Even now, with Jacob having withdrawn his complaint in a genuine attempt to bury the hatchet, the danger has not passed. If anything, his mercy may have handed Todd the weapon she needed. In the world of manipulation, forgiveness is not a virtue—it is a weakness to be exploited.
And Todd is already several moves ahead.
The question that hangs over the village tonight is this: will Manpreet and Vanessa see through the mask before it’s too late?
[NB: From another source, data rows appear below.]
// 埋め込みアダプター - テキスト → ベクトル

use crate::core::{EmbeddingProvider, ExperimentError, ExperimentResult, TechniqueStage};
use crate::services::config::{EmbeddingProviderKind, EmbeddingSettings};
use anyhow::{anyhow, Context, Result};
use async_trait::async_trait;
use serde::{Deserialize, Serialize};
use std::sync::Arc;
use std::time::Duration;

const FNV_OFFSET_BASIS: u64 = 0xcbf2_9ce4_8422_2325;
const FNV_PRIME: u64 = 0x0000_0100_0000_01b3;

fn fnv1a_hash(bytes: &[u8]) -> u64 {
    bytes.iter().fold(FNV_OFFSET_BASIS, |hash, &byte| {
        (hash ^ u64::from(byte)).wrapping_mul(FNV_PRIME)
    })
}

fn normalize_vector(vec: &mut [f32]) {
    let norm = vec.iter().map(|v| v * v).sum::<f32>().sqrt();
    if norm > 0.0 {
        for value in vec.iter_mut() {
            *value /= norm;
        }
    }
}

/// オフラインで動作する特徴ハッシュ方式の埋め込み
///
/// 小文字化した単語をFNV-1aで次元に割り当て、符号付きで加算してL2正規化する。
/// 空テキストはゼロベクトルになる。
#[derive(Debug, Clone)]
pub struct HashingEmbeddingProvider {
    dimensions: usize,
}

impl HashingEmbeddingProvider {
    pub fn new(dimensions: usize) -> Self {
        Self {
            dimensions: dimensions.max(1),
        }
    }

    pub fn embed_sync(&self, text: &str) -> Vec<f32> {
        let mut vector = vec![0.0f32; self.dimensions];
        let tokens = text
            .split(|c: char| !c.is_alphanumeric())
            .filter(|token| !token.is_empty())
            .map(str::to_lowercase);

        for token in tokens {
            let hash = fnv1a_hash(token.as_bytes());
            let index = (hash % self.dimensions as u64) as usize;
            let sign = if (hash >> 63) & 1 == 0 { 1.0 } else { -1.0 };
            vector[index] += sign;
        }

        normalize_vector(&mut vector);
        vector
    }
}

#[async_trait]
impl EmbeddingProvider for HashingEmbeddingProvider {
    async fn embed(&self, text: &str) -> Result<Vec<f32>> {
        Ok(self.embed_sync(text))
    }

    fn provider_name(&self) -> &'static str {
        "hashing"
    }
}

#[derive(Debug, Serialize)]
struct EmbeddingRequest<'a> {
    input: &'a str,
    #[serde(skip_serializing_if = "Option::is_none")]
    model: Option<&'a str>,
}

#[derive(Debug, Deserialize)]
struct EmbeddingData {
    embedding: Vec<f32>,
}

/// `{"embedding": [...]}` と `{"data": [{"embedding": [...]}]}` の両形式を受け付ける
#[derive(Debug, Deserialize)]
#[serde(untagged)]
enum EmbeddingResponse {
    Single { embedding: Vec<f32> },
    List { data: Vec<EmbeddingData> },
}

impl EmbeddingResponse {
    fn into_vector(self) -> Result<Vec<f32>> {
        match self {
            Self::Single { embedding } => Ok(embedding),
            Self::List { data } => data
                .into_iter()
                .next()
                .map(|d| d.embedding)
                .ok_or_else(|| anyhow!("Embedding response contained no vectors")),
        }
    }
}

/// 汎用JSONエンドポイントを呼び出す埋め込みプロバイダー
#[derive(Debug, Clone)]
pub struct HttpEmbeddingProvider {
    client: reqwest::Client,
    endpoint: String,
    model: Option<String>,
    api_key: Option<String>,
}

impl HttpEmbeddingProvider {
    pub fn new(endpoint: impl Into<String>, model: Option<String>, api_key: Option<String>) -> Result<Self> {
        let client = reqwest::Client::builder()
            .timeout(Duration::from_secs(60))
            .build()
            .context("Failed to build HTTP client")?;
        Ok(Self {
            client,
            endpoint: endpoint.into(),
            model,
            api_key,
        })
    }
}

#[async_trait]
impl EmbeddingProvider for HttpEmbeddingProvider {
    async fn embed(&self, text: &str) -> Result<Vec<f32>> {
        let request = EmbeddingRequest {
            input: text,
            model: self.model.as_deref(),
        };

        let mut builder = self.client.post(&self.endpoint).json(&request);
        if let Some(key) = &self.api_key {
            builder = builder.bearer_auth(key);
        }

        let response = builder
            .send()
            .await
            .map_err(|e| anyhow!("Failed to call embedding endpoint: {}", e))?;
        if !response.status().is_success() {
            return Err(anyhow!("Embedding endpoint returned status: {}", response.status()));
        }

        let body: EmbeddingResponse = response
            .json()
            .await
            .map_err(|e| anyhow!("Failed to parse embedding response: {}", e))?;
        body.into_vector()
    }

    fn provider_name(&self) -> &'static str {
        "http"
    }
}

/// 設定からプロバイダーを生成
pub fn create_embedding_provider(settings: &EmbeddingSettings) -> Result<Box<dyn EmbeddingProvider>> {
    match settings.provider {
        EmbeddingProviderKind::Hashing => Ok(Box::new(HashingEmbeddingProvider::new(settings.dimensions))),
        EmbeddingProviderKind::Http => {
            let endpoint = settings
                .endpoint
                .clone()
                .ok_or_else(|| anyhow!("embedding.endpoint is required for the http provider"))?;
            let api_key = settings
                .api_key_env
                .as_deref()
                .and_then(|name| std::env::var(name).ok());
            Ok(Box::new(HttpEmbeddingProvider::new(endpoint, settings.model.clone(), api_key)?))
        }
    }
}

/// テクニックごとのテキストを埋め込むアダプター
pub struct EmbeddingAdapter<E: EmbeddingProvider> {
    provider: Arc<E>,
}

impl<E: EmbeddingProvider> Clone for EmbeddingAdapter<E> {
    fn clone(&self) -> Self {
        Self {
            provider: Arc::clone(&self.provider),
        }
    }
}

impl<E: EmbeddingProvider> EmbeddingAdapter<E> {
    pub fn new(provider: E) -> Self {
        Self {
            provider: Arc::new(provider),
        }
    }

    pub async fn embed_for(&self, technique: &str, text: &str) -> ExperimentResult<Vec<f32>> {
        self.provider
            .embed(text)
            .await
            .map_err(|e| ExperimentError::technique(technique, TechniqueStage::Embedding, e))
    }

    pub fn provider_name(&self) -> &'static str {
        self.provider.provider_name()
    }
}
Or has Todd’s poison already seeped too deep?
Part Two: The Man Who Came Back from the Dead
Three days. That’s all that separates Bear Wolf from the cold hand of justice.
He sits in his cell, charged with the killing of Ray Walters. His son, Paddy Kirk, will take the stand. Dylan Penders will stand beside him. Both face accusations of obstructing justice—of trying to hide the truth, of making everything worse when they thought they were making it right.
The evidence is a mountain they cannot climb. Every attempt Paddy and Dylan made to cover their tracks, every lie they told to protect themselves, only tightened the noose. To the outside world, they look like guilty men, not desperate victims swept up in circumstances far beyond their control.
Hope had become a distant memory. Especially after Bear’s violent outburst landed him in solitary confinement, cutting off the already fragile connection with his son. Weeks passed. Silence stretched. The trial loomed like a storm on the horizon.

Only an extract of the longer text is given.